About Schlechty Center
Our work begins with the assumption that there is a direct link between the caliber of schoolwork students are provided and the willingness of students to engage in schoolwork. When students engage in and persist with their work, they are much more likely to learn that which schools, parents, and the community deem important. However, the production of engaging experiences for students requires a commitment to continuous innovation and the constant creation of new ways of doing things—in the classroom and the principal's office, as well as in the central office and the boardroom. This means that the schools and the districts in which schools are embedded must be organized as learning organizations rather than as bureaucracies. The reason this is so is that bureaucracies require certainty and predictability, whereas learning organizations are designed to give order, meaning, and discipline to innovation and creativity. Therefore, in a school district that functions as a learning organization, the core business is to ensure that every student, every day, is provided challenging, interesting, and satisfying work.

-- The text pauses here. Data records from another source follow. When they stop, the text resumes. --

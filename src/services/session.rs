// SPDX-License-Identifier: MIT
// Copyright 2026 Roland Dreier <roland@rolandd.dev>

//! Active session pointer.
//!
//! The selected profile id lives under `active_profile_id`. Every read goes
//! to storage, so there is no in-memory copy to drift.

use crate::db::{keys, KvStore};
use crate::error::Result;

/// Handle that owns the `active_profile_id` key.
#[derive(Clone)]
pub struct ActiveSession {
    kv: KvStore,
}

impl ActiveSession {
    pub fn new(kv: KvStore) -> Self {
        Self { kv }
    }

    /// Currently selected profile id, if any.
    pub async fn current(&self) -> Result<Option<String>> {
        self.kv.get_item(keys::ACTIVE_PROFILE_ID).await
    }

    /// Resolve the session at startup. Storage failures resolve to "no session".
    pub async fn resolve(&self) -> Option<String> {
        match self.current().await {
            Ok(active) => active,
            Err(e) => {
                tracing::error!(error = %e, "Failed to read active profile");
                None
            }
        }
    }

    pub async fn activate(&self, profile_id: &str) -> Result<()> {
        let _guard = self.kv.lock_key(keys::ACTIVE_PROFILE_ID).await;
        self.kv.set_item(keys::ACTIVE_PROFILE_ID, profile_id).await?;
        tracing::debug!(profile_id, "Active profile set");
        Ok(())
    }

    /// Clear the pointer (logout).
    pub async fn clear(&self) -> Result<()> {
        let _guard = self.kv.lock_key(keys::ACTIVE_PROFILE_ID).await;
        self.kv.remove_item(keys::ACTIVE_PROFILE_ID).await
    }

    /// Clear the pointer only if it refers to `profile_id`.
    ///
    /// Returns `true` if the pointer was cleared.
    pub async fn clear_if(&self, profile_id: &str) -> Result<bool> {
        let _guard = self.kv.lock_key(keys::ACTIVE_PROFILE_ID).await;
        if self.kv.get_item(keys::ACTIVE_PROFILE_ID).await?.as_deref() != Some(profile_id) {
            return Ok(false);
        }
        self.kv.remove_item(keys::ACTIVE_PROFILE_ID).await?;
        Ok(true)
    }
}
// SPDX-License-Identifier: MIT
// Copyright 2026 Roland Dreier <roland@rolandd.dev>

//! Timestamp-derived identifiers.
//!
//! Ids are the decimal millisecond timestamp at creation, the same shape
//! earlier releases stored. Calls landing in the same millisecond are bumped
//! forward so every id handed out by this process is distinct.

use std::sync::atomic::{AtomicI64, Ordering};

static LAST_ID: AtomicI64 = AtomicI64::new(0);

/// Generate a fresh id.
pub fn next_id() -> String {
    let now = chrono::Utc::now().timestamp_millis();
    let mut last = LAST_ID.load(Ordering::Relaxed);
    loop {
        let candidate = if now > last { now } else { last + 1 };
        match LAST_ID.compare_exchange_weak(last, candidate, Ordering::Relaxed, Ordering::Relaxed)
        {
            Ok(_) => return candidate.to_string(),
            Err(actual) => last = actual,
        }
    }
}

A second assumption of our work is that the transformation of schools calls on all who work in and around schools to change their mental models regarding their roles and—based on these changes—to learn to do things they have never done before. For example, we believe school boards should function as community leaders and builders of communities around the schools, as contrasted with representatives of the disagreements that exist in the community; school boards should be consensus builders rather than conflict managers. Similarly, we believe that teachers should see themselves as designers of work and leaders of students in the conduct of that work more than as instructors and primary sources of information for students. Principals should view themselves as leaders of leaders, and superintendents should view themselves as intellectual and moral leaders who transform problems into opportunities and encourage others to seize these opportunities. In keeping with these views we have tailored tools, workshops, and professional development activities for many role groups in schools and school districts, including school boards, superintendents, principals, teachers, and central office staff. We are also prepared to develop customized programs to respond to the particular needs of individual school districts and schools.
What We Offer
Learn more about the kinds of premium experiences we can provide in your district.
Program vs. Framework
The work of the Schlechty Center is predicated on the assumption that local educators, rather than outside consultants, are the people who must transform our schools. We have been there. We are teachers, principals, and superintendents. Therefore, we offer frameworks as opposed to programs and prescriptions. We provide tools, training experiences, networking opportunities, and advice on strategy and process. But, we do not offer any silver bullets.
The style of the work of the Schlechty Center is at odds with those consulting operations that come in with a pre-packaged program and a canned set of training activities. Our goal is to learn with our clients and to leave them with tools that make it more likely that they will continue to learn long after we have departed. What we offer is more than a program; it is a new way of doing the business of schooling.